> **WHAT IS BEING ASKED**
A line belongs in the answer if it contains "HashMap"; copy every such line from the entries below.

───── INFORMATION GIVEN

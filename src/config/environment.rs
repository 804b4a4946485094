// Start of file: /src/config/environment.rs

// * Environment configuration, loaded once at startup and shared
// * through AppState.

use std::{borrow::Cow, collections::HashMap};
// * anyhow for convenient error handling
use anyhow::{bail, Context, Result};
use tracing::warn;

// ! Default values for environment variables (used if variables aren't set):
const DEFAULT_ENVIRONMENT: &str = "development";
const DEFAULT_HOST: &str = "127.0.0.1";
const DEFAULT_PROTOCOL: &str = "http";
const DEFAULT_STORAGE_BACKEND: &str = "postgres";
const DEFAULT_DB_HOST: &str = "localhost";
const DEFAULT_DB_USER: &str = "postgres";
const DEFAULT_DB_PASSWORD: &str = "postgres";
const DEFAULT_DB_NAME: &str = "juno";
const DEFAULT_JWT_SECRET: &str = "juno-development-secret";
const DEFAULT_GOOGLE_REDIRECT_URL: &str = "http://localhost:3000/auth/google/callback";
const DEFAULT_PORT: u16 = 3000;
const DEFAULT_MAX_BODY_SIZE: usize = 2_097_152; // 2MB
const DEFAULT_TIMEOUT: u64 = 30; // 30 seconds
const DEFAULT_DB_PORT: u16 = 5432; // Default Postgres port
pub const DEFAULT_JWT_TTL_HOURS: i64 = 24;
const MAX_JWT_TTL_HOURS: i64 = 8760; // one year

/// Where users, friendships and rides are persisted
#[derive(Clone, Copy, Debug, PartialEq, Eq)]
pub enum StorageBackend {
    Postgres,
    Memory,
}

impl StorageBackend {
    fn parse(value: &str) -> Result<Self> {
        match value.trim().to_ascii_lowercase().as_str() {
            "postgres" => Ok(Self::Postgres),
            "memory" => Ok(Self::Memory),
            other => bail!("Invalid STORAGE_BACKEND '{other}', expected 'postgres' or 'memory'"),
        }
    }
}

// * A struct containing all environment variables used by the app
#[derive(Clone, Debug)]
pub struct EnvironmentVariables {
    pub environment: Cow<'static, str>,
    pub host: Cow<'static, str>,
    pub port: u16,
    pub protocol: Cow<'static, str>,
    pub max_request_body_size: usize,
    pub default_timeout_seconds: u64,
    pub storage_backend: StorageBackend,
    pub db_host: Cow<'static, str>,
    pub db_port: u16,
    pub db_user: Cow<'static, str>,
    pub db_password: Cow<'static, str>,
    pub db_name: Cow<'static, str>,
    pub jwt_secret: Cow<'static, str>,
    pub jwt_ttl_hours: i64,
    pub google_client_id: Cow<'static, str>,
    pub google_client_secret: Cow<'static, str>,
    pub google_redirect_url: Cow<'static, str>,
    pub frontend_url: Option<String>,
    // * Empty means "mirror the request origin"
    pub cors_allowed_origins: Vec<String>,
}

impl EnvironmentVariables {
    // * Loads environment variables.
    // * Only reads .env if ENVIRONMENT != "production".
    pub fn load() -> Result<Self> {
        // ? In non-production environments, attempt to load .env
        if std::env::var("ENVIRONMENT").unwrap_or_default() != "production" {
            dotenv::dotenv().ok();
        }

        // * Collect all environment vars from the system and .env
        let vars: HashMap<String, String> = std::env::vars()
            .chain(dotenv::vars())
            .collect();

        Self::from_map(&vars)
    }

    // * Builds the configuration from an explicit key/value map
    pub fn from_map(vars: &HashMap<String, String>) -> Result<Self> {
        // * A small helper closure to fetch a non-empty variable by key
        let get_var = |key: &str| {
            vars.get(key)
                .map(String::as_str)
                .filter(|s: &&str| !s.trim().is_empty())
        };

        let environment: Cow<'static, str> = get_var("ENVIRONMENT")
            .map(|s| Cow::Owned(s.into()))
            .unwrap_or_else(|| {
                warn!("Missing ENVIRONMENT, defaulting to '{DEFAULT_ENVIRONMENT}'");
                Cow::Borrowed(DEFAULT_ENVIRONMENT)
            });
        let is_production: bool = environment == "production";

        let jwt_secret: Cow<'static, str> = match get_var("JWT_SECRET") {
            Some(s) => Cow::Owned(s.into()),
            None if is_production => bail!("JWT_SECRET must be set in production"),
            None => {
                warn!("Missing JWT_SECRET, using the development secret");
                Cow::Borrowed(DEFAULT_JWT_SECRET)
            }
        };

        let jwt_ttl_hours: i64 = get_var("JWT_TTL_HOURS")
            .map(|s| s.parse().context("Invalid JWT_TTL_HOURS"))
            .transpose()?
            .unwrap_or(DEFAULT_JWT_TTL_HOURS);
        if !(1..=MAX_JWT_TTL_HOURS).contains(&jwt_ttl_hours) {
            bail!("JWT_TTL_HOURS must be between 1 and {MAX_JWT_TTL_HOURS}, got {jwt_ttl_hours}");
        }

        // * Build our EnvironmentVariables, providing defaults if missing
        Ok(Self {
            environment,

            host: get_var("HOST")
                .map(|s| Cow::Owned(s.into()))
                .unwrap_or(Cow::Borrowed(DEFAULT_HOST)),

            port: get_var("PORT")
                .map(|s| s.parse().context("Invalid PORT value"))
                .transpose()?
                .unwrap_or(DEFAULT_PORT),

            protocol: get_var("PROTOCOL")
                .map(|s| Cow::Owned(s.into()))
                .unwrap_or(Cow::Borrowed(DEFAULT_PROTOCOL)),

            max_request_body_size: get_var("MAX_REQUEST_BODY_SIZE")
                .map(|s| s.parse().context("Invalid MAX_REQUEST_BODY_SIZE"))
                .transpose()?
                .unwrap_or(DEFAULT_MAX_BODY_SIZE),

            default_timeout_seconds: get_var("DEFAULT_TIMEOUT_SECONDS")
                .map(|s| s.parse().context("Invalid DEFAULT_TIMEOUT_SECONDS"))
                .transpose()?
                .unwrap_or(DEFAULT_TIMEOUT),

            storage_backend: StorageBackend::parse(
                get_var("STORAGE_BACKEND").unwrap_or(DEFAULT_STORAGE_BACKEND),
            )?,

            db_host: get_var("DB_HOST")
                .map(|s| Cow::Owned(s.into()))
                .unwrap_or_else(|| {
                    warn!("Missing DB_HOST, defaulting to '{DEFAULT_DB_HOST}'");
                    Cow::Borrowed(DEFAULT_DB_HOST)
                }),

            db_port: get_var("DB_PORT")
                .map(|s| s.parse().context("Invalid DB_PORT"))
                .transpose()?
                .unwrap_or(DEFAULT_DB_PORT),

            db_user: get_var("DB_USER")
                .map(|s| Cow::Owned(s.into()))
                .unwrap_or_else(|| {
                    warn!("Missing DB_USER, defaulting to '{DEFAULT_DB_USER}'");
                    Cow::Borrowed(DEFAULT_DB_USER)
                }),

            db_password: get_var("DB_PASSWORD")
                .map(|s| Cow::Owned(s.into()))
                .unwrap_or_else(|| {
                    warn!("Missing DB_PASSWORD, defaulting to '{DEFAULT_DB_PASSWORD}'");
                    Cow::Borrowed(DEFAULT_DB_PASSWORD)
                }),

            db_name: get_var("DB_NAME")
                .map(|s| Cow::Owned(s.into()))
                .unwrap_or(Cow::Borrowed(DEFAULT_DB_NAME)),

            jwt_secret,

            jwt_ttl_hours,

            google_client_id: get_var("GOOGLE_CLIENT_ID")
                .map(|s| Cow::Owned(s.into()))
                .unwrap_or_else(|| {
                    warn!("Missing GOOGLE_CLIENT_ID, Google login will fail");
                    Cow::Borrowed("")
                }),

            google_client_secret: get_var("GOOGLE_CLIENT_SECRET")
                .map(|s| Cow::Owned(s.into()))
                .unwrap_or(Cow::Borrowed("")),

            google_redirect_url: get_var("GOOGLE_REDIRECT_URL")
                .map(|s| Cow::Owned(s.into()))
                .unwrap_or(Cow::Borrowed(DEFAULT_GOOGLE_REDIRECT_URL)),

            frontend_url: get_var("FRONTEND_URL")
                .map(|s| s.trim_end_matches('/').to_string()),

            cors_allowed_origins: get_var("CORS_ALLOWED_ORIGINS")
                .map(parse_origin_list)
                .unwrap_or_default(),
        })
    }

    pub fn is_production(&self) -> bool {
        self.environment == "production"
    }
}

// * "*" collapses to an empty list, which mirrors the caller's origin
fn parse_origin_list(raw: &str) -> Vec<String> {
    let origins: Vec<String> = raw
        .split(',')
        .map(str::trim)
        .filter(|s: &&str| !s.is_empty())
        .map(|s: &str| s.trim_end_matches('/').to_string())
        .collect();

    if origins.iter().any(|o: &String| o == "*") {
        Vec::new()
    } else {
        origins
    }
}


// End of file: /src/config/environment.rs
//! tests/api/friends.rs
//! Friend requests, acceptance and user search.

#[path = "../common/mod.rs"]
mod common;

use reqwest::{Response, StatusCode};
use serde_json::{json, Value};

#[tokio::test]
async fn add_friend_by_username_is_forwarded_to_the_handler() {
    let app: common::TestApp = common::spawn_app();
    let (alice, _) = app.seed_user("Alice", Some("alice")).await;
    let (_, bob_token) = app.seed_user("Bob", Some("bob")).await;

    let resp: Response = app
        .post("/api/friends/username")
        .bearer_auth(&bob_token)
        .json(&json!({ "username": "alice" }))
        .send()
        .await
        .unwrap();
    assert_eq!(resp.status(), StatusCode::CREATED);

    let json: Value = common::json_body(resp).await;
    assert_eq!(json["data"]["status"], "pending");
    assert_eq!(json["data"]["friend"]["id"], alice.id.to_string());
}

#[tokio::test]
async fn reverse_request_accepts_the_friendship() {
    let app: common::TestApp = common::spawn_app();
    let (alice, alice_token) = app.seed_user("Alice", Some("alice")).await;
    let (bob, bob_token) = app.seed_user("Bob", Some("bob")).await;

    // Bob asks, Alice sees the request
    let sent: Response = app
        .post("/api/friends")
        .bearer_auth(&bob_token)
        .json(&json!({ "friend_id": alice.id }))
        .send()
        .await
        .unwrap();
    assert_eq!(sent.status(), StatusCode::CREATED);

    let requests: Value = common::json_body(
        app.get("/api/friends/requests").bearer_auth(&alice_token).send().await.unwrap(),
    )
    .await;
    assert_eq!(requests["data"]["count"], 1);
    assert_eq!(requests["data"]["requests"][0]["from"]["id"], bob.id.to_string());

    // Alice adding Bob accepts instead of duplicating
    let accepted: Response = app
        .post("/api/friends")
        .bearer_auth(&alice_token)
        .json(&json!({ "friend_id": bob.id }))
        .send()
        .await
        .unwrap();
    assert_eq!(accepted.status(), StatusCode::OK);
    assert_eq!(common::json_body(accepted).await["data"]["status"], "accepted");

    for token in [&alice_token, &bob_token] {
        let friends: Value = common::json_body(
            app.get("/api/friends").bearer_auth(token).send().await.unwrap(),
        )
        .await;
        assert_eq!(friends["data"]["count"], 1);
    }

    let again: Response = app
        .post("/api/friends")
        .bearer_auth(&bob_token)
        .json(&json!({ "friend_id": alice.id }))
        .send()
        .await
        .unwrap();
    assert_eq!(again.status(), StatusCode::CONFLICT);
}

#[tokio::test]
async fn invalid_friend_requests() {
    let app: common::TestApp = common::spawn_app();
    let (me, token) = app.seed_user("Solo", Some("solo")).await;
    let (other, _) = app.seed_user("Other", Some("other")).await;

    let to_self: Response = app
        .post("/api/friends")
        .bearer_auth(&token)
        .json(&json!({ "friend_id": me.id }))
        .send()
        .await
        .unwrap();
    assert_eq!(to_self.status(), StatusCode::BAD_REQUEST);

    let unknown: Response = app
        .post("/api/friends/username")
        .bearer_auth(&token)
        .json(&json!({ "username": "nobody_here" }))
        .send()
        .await
        .unwrap();
    assert_eq!(unknown.status(), StatusCode::NOT_FOUND);

    let first: Response = app
        .post("/api/friends")
        .bearer_auth(&token)
        .json(&json!({ "friend_id": other.id }))
        .send()
        .await
        .unwrap();
    assert_eq!(first.status(), StatusCode::CREATED);

    let duplicate: Response = app
        .post("/api/friends")
        .bearer_auth(&token)
        .json(&json!({ "friend_id": other.id }))
        .send()
        .await
        .unwrap();
    assert_eq!(duplicate.status(), StatusCode::CONFLICT);
}

#[tokio::test]
async fn search_excludes_the_caller() {
    let app: common::TestApp = common::spawn_app();
    let (_, token) = app.seed_user("Maria Searcher", Some("maria_s")).await;
    app.seed_user("Mario Rossi", Some("mario")).await;
    app.seed_user("Zed", Some("zed")).await;

    let resp: Response = app.get("/api/users/search?q=mari").bearer_auth(&token).send().await.unwrap();
    assert_eq!(resp.status(), StatusCode::OK);

    let json: Value = common::json_body(resp).await;
    assert_eq!(json["data"]["count"], 1);
    assert_eq!(json["data"]["users"][0]["username"], "mario");

    let short: Response = app.get("/api/users/search?q=m").bearer_auth(&token).send().await.unwrap();
    assert_eq!(short.status(), StatusCode::BAD_REQUEST);
}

──────────

> **REPLY TO THE TASK**
use std::{borrow::Cow, collections::HashMap};
        let vars: HashMap<String, String> = std::env::vars()
    pub fn from_map(vars: &HashMap<String, String>) -> Result<Self> {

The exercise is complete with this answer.